Inicialmente, são apresentados os resultados referentes aos estudos nacionais e, após, aos internacionais. Destaca-se que as autoras do presente artigo classificaram separadamente os estudos em cada etapa de análise, atingindo um percentual de concordância de 72%. Nos casos de discordância, recorreu-se a uma terceira colega.
Estudos nacionais
Quanto ao período de publicação, identificou-se que todos os 25 estudos nacionais localizados foram publicados entre 1998 e 2014. Observou-se que houve uma variação de uma a duas produções anuais, exceto em 2009, que teve quatro publicações, e entre 2011 e 2013, em que houve três publicações a cada ano. A Figura 3 apresenta o número de publicações anuais dos estudos nacionais.
Os periódicos que tiveram mais publicações foram: Revista Educação Especial (seis publicações entre 2009 e 2013), Estilos da Clínica (1998, 2000, 2001, 2007, 2008 e 2010) e Revista Brasileira de Educação Especial (três publicações entre 2008 e 2009). As demais revistas tiveram apenas uma publicação, conforme indicação por ano: Audiology Communication Research (em 2012), Ciência & Saúde Coletiva (em 2013), Psicologia e Argumento (em 2010), Psicologia da Educação (em 2005), Psicologia e Sociedade (em 2009), Psicologia Escolar e Educacional (em 2011), Psicologia: Teoria e Pesquisa (em 2012), Psicologia: Teoria e Prática (em 2012), Psyche (em 2006), Reflexão e Ação (em 2009) e Temas sobre Desenvolvimento (em 2005).
Os estudos selecionados também foram analisados quanto aos temas investigados, considerando os seus objetivos, e foram classificados em quatro grupos: 1) a escola frente ao processo de inclusão da criança com TEA; 2) formação e atuação do professor na inclusão escolar; 3) formação e atuação do psicólogo no âmbito da inclusão escolar; e 4) inclusão e desenvolvimento da criança com TEA no contexto escolar. O primeiro dos temas concentrou 24% dos estudos (n = 6), que verificaram os impactos do processo de inclusão escolar. O segundo tema também reuniu 24% dos estudos localizados (n = 6), que apresentaram as dificuldades e os desafios do trabalho dos professores com crianças com TEA. O terceiro tema correspondeu a 12% dos estudos (n = 3), que salientaram a falta de disciplinas sobre inclusão nos currículos de psicologia e o acompanhamento clínico da criança com TEA na escola. Por fim, o quarto tema concentrou 40% das pesquisas (n = 10), que investigaram o processo de escolarização, aprendizagem e desenvolvimento da competência social da criança com TEA. Destaca-se, contudo, que alguns deles poderiam ser classificados em mais de um dos grupos, mas, nesses casos, optou-se pelo não compartilhamento, inserindo-os no grupo que mais se adequava ao seu objetivo. O Quadro 1 apresenta os temas investigados com as respectivas referências dos estudos.

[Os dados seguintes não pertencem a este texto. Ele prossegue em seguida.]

// src/lib.rs
// Public library surface for the service binary, the demo and integration tests.

pub mod acquisition;
pub mod analyze;
pub mod api;
pub mod config;
pub mod error;
pub mod feed;
pub mod ingest;
pub mod metrics;
pub mod monitor;
pub mod notify;
pub mod operator;
pub mod telemetry;

// ---- Re-exports for stable public API ----
pub use crate::acquisition::{AcquisitionSequencer, SessionHandle, SettlementHook};
pub use crate::analyze::{DealAnalysis, DealAnalyzer, DealQuery};
pub use crate::api::router;
pub use crate::error::{AcquireError, CriteriaError, NotifyError, ProviderError};
pub use crate::feed::FeedStore;
pub use crate::ingest::scheduler::{CycleOutcome, PollScheduler};
pub use crate::ingest::types::{Condition, FilterCriteria, Listing, ListingProvider, RawListing};
pub use crate::monitor::Monitor;
pub use crate::notify::{AlertChannel, NotificationDispatcher, NotifierMux, Permission};
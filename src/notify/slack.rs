use anyhow::Context;
use async_trait::async_trait;
use reqwest::Client;

use super::{AlertChannel, Permission};
use crate::error::NotifyError;

pub struct SlackNotifier {
    webhook_url: String,
    client: Client,
}

impl SlackNotifier {
    /// Reads `SLACK_WEBHOOK_URL`; `None` when unset or blank.
    pub fn from_env() -> Option<Self> {
        std::env::var("SLACK_WEBHOOK_URL")
            .ok()
            .filter(|u| !u.trim().is_empty())
            .map(Self::new)
    }

    pub fn new(url: String) -> Self {
        Self {
            webhook_url: url,
            client: Client::new(),
        }
    }
}

#[async_trait]
impl AlertChannel for SlackNotifier {
    async fn request_permission(&self) -> Permission {
        Permission::Granted
    }

    async fn notify(&self, title: &str, body: &str) -> Result<(), NotifyError> {
        let text = format!("*{title}*\n{body}");
        let payload = serde_json::json!({ "text": text });

        self.client
            .post(&self.webhook_url)
            .json(&payload)
            .send()
            .await
            .context("slack post")?
            .error_for_status()
            .context("slack non-2xx")?;
        Ok(())
    }

    fn name(&self) -> &'static str {
        "slack"
    }
}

No tocante à metodologia, constatou-se que houve maior incidência de estudos empíricos e qualitativos (56%), que utilizaram entrevistas e questionários como instrumentos, em comparação aos estudos teóricos (28%). Estudos mistos não foram identificados.
Em síntese, a análise dos estudos nacionais permitiu concluir que ainda são poucos os estudos publicados sobre a temática (25 no período entre 1998 e 2014), os quais enfocam principalmente a criança no ambiente escolar (40%), sendo preponderantemente empíricos e de natureza qualitativa (56%).
Estudos internacionais
A seleção dos estudos internacionais resultou em 92 publicações extraídas nas bases EBSCOHost e Medline. As publicações compreenderam o período de 1993 a 2013, sendo diversificado o número de publicações por ano. No entanto, destaca-se o importante aumento de estudos entre 2007 e 2011, conforme demonstra a Figura 5.
Os periódicos que tiveram maior número de publicações foram: Journal of Autism & Developmental Disorders, com 13 publicações, distribuídas entre 1996 e 2013 (três em 2009 e em 2008, duas em 2013 e uma nos demais anos). Em seguida, aparece o Focus on Autism & Other Developmental Disabilities, com nove publicações entre 1996 e 2011 (duas em 2007 e uma nos demais anos). O periódico Autism: The International Journal of Research & Practice teve sete publicações entre 2001 e 2013; o British Journal of Special Education publicou cinco estudos entre 2002 e 2011; o Intervention in School & Clinic aparece com quatro publicações entre 1999 e 2011 e o Teaching Exceptional Children teve quatro estudos publicados entre 2008 e 2011. Além disso, foram encontrados outros 11 periódicos com duas publicações cada, assim como 37 com uma única publicação entre os anos de 1993 e 2013.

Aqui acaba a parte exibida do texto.